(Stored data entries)
·····

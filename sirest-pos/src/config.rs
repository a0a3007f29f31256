//! Console configuration

use anyhow::{Context, bail};
use shared::models::Role;
use sirest_client::ClientConfig;
use std::path::PathBuf;

/// Default receipt and screen width in characters
pub const DEFAULT_RECEIPT_WIDTH: usize = 48;

/// Settings for the role console
///
/// # Environment
///
/// | Variable | Default | Meaning |
/// |----------|---------|---------|
/// | SIREST_EMAIL | (required) | Account to log in with |
/// | SIREST_PASSWORD | (required) | Its password |
/// | SIREST_ROLE_VIEW | account role | Show another role's screen (administrators only) |
/// | SIREST_SEED_DEMO | false | Call `/init-demo-data` before logging in |
/// | LOG_LEVEL | info | Level or filter directive |
/// | LOG_JSON | false | JSON log lines |
/// | LOG_DIR | (none) | Daily rolling log files; stderr when unset |
/// | RECEIPT_WIDTH | 48 | Characters per rendered line |
///
/// Backend settings come from [`ClientConfig::from_env`].
#[derive(Debug, Clone)]
pub struct PosConfig {
    pub email: String,
    pub password: String,
    pub role_view: Option<Role>,
    pub seed_demo: bool,
    pub log_level: Option<String>,
    pub log_json: bool,
    pub log_dir: Option<PathBuf>,
    pub receipt_width: usize,
    pub client: ClientConfig,
}

impl PosConfig {
    /// Load from environment variables (a `.env` file is read first if present)
    pub fn from_env() -> anyhow::Result<Self> {
        let _ = dotenv::dotenv();
        Self::from_lookup(|key| std::env::var(key).ok(), ClientConfig::from_env())
    }

    /// Build from any key lookup
    pub fn from_lookup(
        get: impl Fn(&str) -> Option<String>,
        client: ClientConfig,
    ) -> anyhow::Result<Self> {
        let get = |key: &str| get(key).filter(|v| !v.trim().is_empty());

        let Some(email) = get("SIREST_EMAIL") else {
            bail!("SIREST_EMAIL is not set");
        };
        let Some(password) = get("SIREST_PASSWORD") else {
            bail!("SIREST_PASSWORD is not set");
        };
        let role_view = get("SIREST_ROLE_VIEW")
            .map(|v| v.parse::<Role>())
            .transpose()
            .context("SIREST_ROLE_VIEW")?;
        let receipt_width = match get("RECEIPT_WIDTH") {
            Some(v) => v
                .trim()
                .parse::<usize>()
                .with_context(|| format!("RECEIPT_WIDTH must be a number, got {v:?}"))?,
            None => DEFAULT_RECEIPT_WIDTH,
        };
        if !(24..=200).contains(&receipt_width) {
            bail!("RECEIPT_WIDTH must be between 24 and 200, got {receipt_width}");
        }

        Ok(Self {
            email,
            password,
            role_view,
            seed_demo: get("SIREST_SEED_DEMO").is_some_and(|v| flag(&v)),
            log_level: get("LOG_LEVEL"),
            log_json: get("LOG_JSON").is_some_and(|v| flag(&v)),
            log_dir: get("LOG_DIR").map(PathBuf::from),
            receipt_width,
            client,
        })
    }

    /// Screen to show for an account of `role`. Only administrators may
    /// look at another role's screen.
    pub fn view_for(&self, role: Role) -> Role {
        match self.role_view {
            Some(view) if role == Role::Admin => view,
            _ => role,
        }
    }
}

fn flag(v: &str) -> bool {
    matches!(v.trim().to_lowercase().as_str(), "1" | "true" | "yes" | "si" | "sí")
}

#[cfg(test)]
mod tests {
    use super::*;
    use std::collections::HashMap;

    fn load(pairs: &[(&str, &str)]) -> anyhow::Result<PosConfig> {
        let env: HashMap<String, String> = pairs
            .iter()
            .map(|(k, v)| (k.to_string(), v.to_string()))
            .collect();
        PosConfig::from_lookup(|k| env.get(k).cloned(), ClientConfig::default())
    }

    #[test]
    fn test_defaults() {
        let cfg = load(&[("SIREST_EMAIL", "cajero@sirest.co"), ("SIREST_PASSWORD", "demo123")]).unwrap();
        assert_eq!(cfg.receipt_width, DEFAULT_RECEIPT_WIDTH);
        assert!(cfg.role_view.is_none());
        assert!(!cfg.seed_demo);
        assert!(cfg.log_dir.is_none());
    }

    #[test]
    fn test_credentials_required() {
        assert!(load(&[("SIREST_PASSWORD", "demo123")]).is_err());
        assert!(load(&[("SIREST_EMAIL", "a@b.co"), ("SIREST_PASSWORD", "  ")]).is_err());
    }

    #[test]
    fn test_overrides() {
        let cfg = load(&[
            ("SIREST_EMAIL", "admin@sirest.co"),
            ("SIREST_PASSWORD", "demo123"),
            ("SIREST_ROLE_VIEW", "cocinero"),
            ("SIREST_SEED_DEMO", "true"),
            ("RECEIPT_WIDTH", "32"),
            ("LOG_DIR", "/var/log/sirest"),
        ])
        .unwrap();
        assert_eq!(cfg.role_view, Some(Role::Cook));
        assert!(cfg.seed_demo);
        assert_eq!(cfg.receipt_width, 32);
        assert_eq!(cfg.log_dir, Some(PathBuf::from("/var/log/sirest")));

        assert_eq!(cfg.view_for(Role::Admin), Role::Cook);
        assert_eq!(cfg.view_for(Role::Waiter), Role::Waiter);
    }

    #[test]
    fn test_invalid_values() {
        let base = [("SIREST_EMAIL", "a@b.co"), ("SIREST_PASSWORD", "demo123")];
        let mut bad_role = base.to_vec();
        bad_role.push(("SIREST_ROLE_VIEW", "chef"));
        assert!(load(&bad_role).is_err());

        let mut narrow = base.to_vec();
        narrow.push(("RECEIPT_WIDTH", "10"));
        assert!(load(&narrow).is_err());
    }
}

·····

### WORK ORDER
Your task is to find every line above containing the word "must" and copy it.

### EXERCISE OUTPUT
                .with_context(|| format!("RECEIPT_WIDTH must be a number, got {v:?}"))?,
            bail!("RECEIPT_WIDTH must be between 24 and 200, got {receipt_width}");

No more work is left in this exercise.